Stored data:
= = = = =
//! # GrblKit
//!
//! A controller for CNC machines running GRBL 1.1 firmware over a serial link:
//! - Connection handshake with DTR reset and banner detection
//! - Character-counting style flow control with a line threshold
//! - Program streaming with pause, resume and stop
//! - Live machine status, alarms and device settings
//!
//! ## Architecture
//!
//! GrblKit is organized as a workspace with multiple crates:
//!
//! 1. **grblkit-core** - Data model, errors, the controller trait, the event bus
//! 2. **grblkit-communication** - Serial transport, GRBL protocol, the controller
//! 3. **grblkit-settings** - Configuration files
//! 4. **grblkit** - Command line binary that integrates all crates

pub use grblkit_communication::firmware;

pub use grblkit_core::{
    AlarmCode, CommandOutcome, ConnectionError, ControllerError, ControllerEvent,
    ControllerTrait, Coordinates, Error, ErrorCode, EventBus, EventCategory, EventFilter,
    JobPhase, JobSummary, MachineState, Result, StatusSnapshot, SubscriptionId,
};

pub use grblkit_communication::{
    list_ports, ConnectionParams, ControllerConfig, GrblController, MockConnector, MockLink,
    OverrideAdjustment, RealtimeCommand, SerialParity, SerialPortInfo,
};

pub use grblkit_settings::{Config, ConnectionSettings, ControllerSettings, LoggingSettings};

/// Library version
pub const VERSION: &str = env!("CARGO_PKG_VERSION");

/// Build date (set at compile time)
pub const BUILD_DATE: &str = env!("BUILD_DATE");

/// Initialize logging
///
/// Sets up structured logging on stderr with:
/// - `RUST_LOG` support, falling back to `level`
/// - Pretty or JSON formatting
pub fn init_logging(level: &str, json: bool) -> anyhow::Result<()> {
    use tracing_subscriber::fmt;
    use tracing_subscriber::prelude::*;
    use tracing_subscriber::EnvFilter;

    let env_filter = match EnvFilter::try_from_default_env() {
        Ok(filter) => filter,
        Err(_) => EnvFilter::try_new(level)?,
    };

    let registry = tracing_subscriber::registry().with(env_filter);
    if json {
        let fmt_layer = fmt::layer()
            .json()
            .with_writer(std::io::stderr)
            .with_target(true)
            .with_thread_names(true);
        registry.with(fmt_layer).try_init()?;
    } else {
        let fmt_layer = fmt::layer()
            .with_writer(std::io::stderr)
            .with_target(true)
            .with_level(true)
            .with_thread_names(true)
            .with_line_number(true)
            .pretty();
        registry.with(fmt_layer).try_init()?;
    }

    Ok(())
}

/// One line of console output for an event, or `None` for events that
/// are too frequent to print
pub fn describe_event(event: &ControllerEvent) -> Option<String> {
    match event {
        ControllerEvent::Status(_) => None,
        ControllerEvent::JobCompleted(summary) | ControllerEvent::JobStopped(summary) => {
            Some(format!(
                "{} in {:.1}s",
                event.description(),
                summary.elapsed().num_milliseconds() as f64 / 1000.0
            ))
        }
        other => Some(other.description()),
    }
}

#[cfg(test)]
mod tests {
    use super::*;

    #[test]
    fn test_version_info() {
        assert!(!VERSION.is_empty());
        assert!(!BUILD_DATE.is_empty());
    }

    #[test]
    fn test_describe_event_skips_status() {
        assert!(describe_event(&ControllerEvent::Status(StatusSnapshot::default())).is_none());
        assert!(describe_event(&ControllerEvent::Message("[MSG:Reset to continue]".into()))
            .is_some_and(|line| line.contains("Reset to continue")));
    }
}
= = = = =
Exercise objective:
This exercise calls for repeating every line of the data exactly.

Solution for this problem:
//! # GrblKit
//!
//! A controller for CNC machines running GRBL 1.1 firmware over a serial link:
//! - Connection handshake with DTR reset and banner detection
//! - Character-counting style flow control with a line threshold
//! - Program streaming with pause, resume and stop
//! - Live machine status, alarms and device settings
//!
//! ## Architecture
//!
//! GrblKit is organized as a workspace with multiple crates:
//!
//! 1. **grblkit-core** - Data model, errors, the controller trait, the event bus
//! 2. **grblkit-communication** - Serial transport, GRBL protocol, the controller
//! 3. **grblkit-settings** - Configuration files
//! 4. **grblkit** - Command line binary that integrates all crates

pub use grblkit_communication::firmware;

pub use grblkit_core::{
    AlarmCode, CommandOutcome, ConnectionError, ControllerError, ControllerEvent,
    ControllerTrait, Coordinates, Error, ErrorCode, EventBus, EventCategory, EventFilter,
    JobPhase, JobSummary, MachineState, Result, StatusSnapshot, SubscriptionId,
};

pub use grblkit_communication::{
    list_ports, ConnectionParams, ControllerConfig, GrblController, MockConnector, MockLink,
    OverrideAdjustment, RealtimeCommand, SerialParity, SerialPortInfo,
};

pub use grblkit_settings::{Config, ConnectionSettings, ControllerSettings, LoggingSettings};

/// Library version
pub const VERSION: &str = env!("CARGO_PKG_VERSION");

/// Build date (set at compile time)
pub const BUILD_DATE: &str = env!("BUILD_DATE");

/// Initialize logging
///
/// Sets up structured logging on stderr with:
/// - `RUST_LOG` support, falling back to `level`
/// - Pretty or JSON formatting
pub fn init_logging(level: &str, json: bool) -> anyhow::Result<()> {
    use tracing_subscriber::fmt;
    use tracing_subscriber::prelude::*;
    use tracing_subscriber::EnvFilter;

    let env_filter = match EnvFilter::try_from_default_env() {
        Ok(filter) => filter,
        Err(_) => EnvFilter::try_new(level)?,
    };

    let registry = tracing_subscriber::registry().with(env_filter);
    if json {
        let fmt_layer = fmt::layer()
            .json()
            .with_writer(std::io::stderr)
            .with_target(true)
            .with_thread_names(true);
        registry.with(fmt_layer).try_init()?;
    } else {
        let fmt_layer = fmt::layer()
            .with_writer(std::io::stderr)
            .with_target(true)
            .with_level(true)
            .with_thread_names(true)
            .with_line_number(true)
            .pretty();
        registry.with(fmt_layer).try_init()?;
    }

    Ok(())
}

/// One line of console output for an event, or `None` for events that
/// are too frequent to print
pub fn describe_event(event: &ControllerEvent) -> Option<String> {
    match event {
        ControllerEvent::Status(_) => None,
        ControllerEvent::JobCompleted(summary) | ControllerEvent::JobStopped(summary) => {
            Some(format!(
                "{} in {:.1}s",
                event.description(),
                summary.elapsed().num_milliseconds() as f64 / 1000.0
            ))
        }
        other => Some(other.description()),
    }
}

#[cfg(test)]
mod tests {
    use super::*;

    #[test]
    fn test_version_info() {
        assert!(!VERSION.is_empty());
        assert!(!BUILD_DATE.is_empty());
    }

    #[test]
    fn test_describe_event_skips_status() {
        assert!(describe_event(&ControllerEvent::Status(StatusSnapshot::default())).is_none());
        assert!(describe_event(&ControllerEvent::Message("[MSG:Reset to continue]".into()))
            .is_some_and(|line| line.contains("Reset to continue")));
    }
}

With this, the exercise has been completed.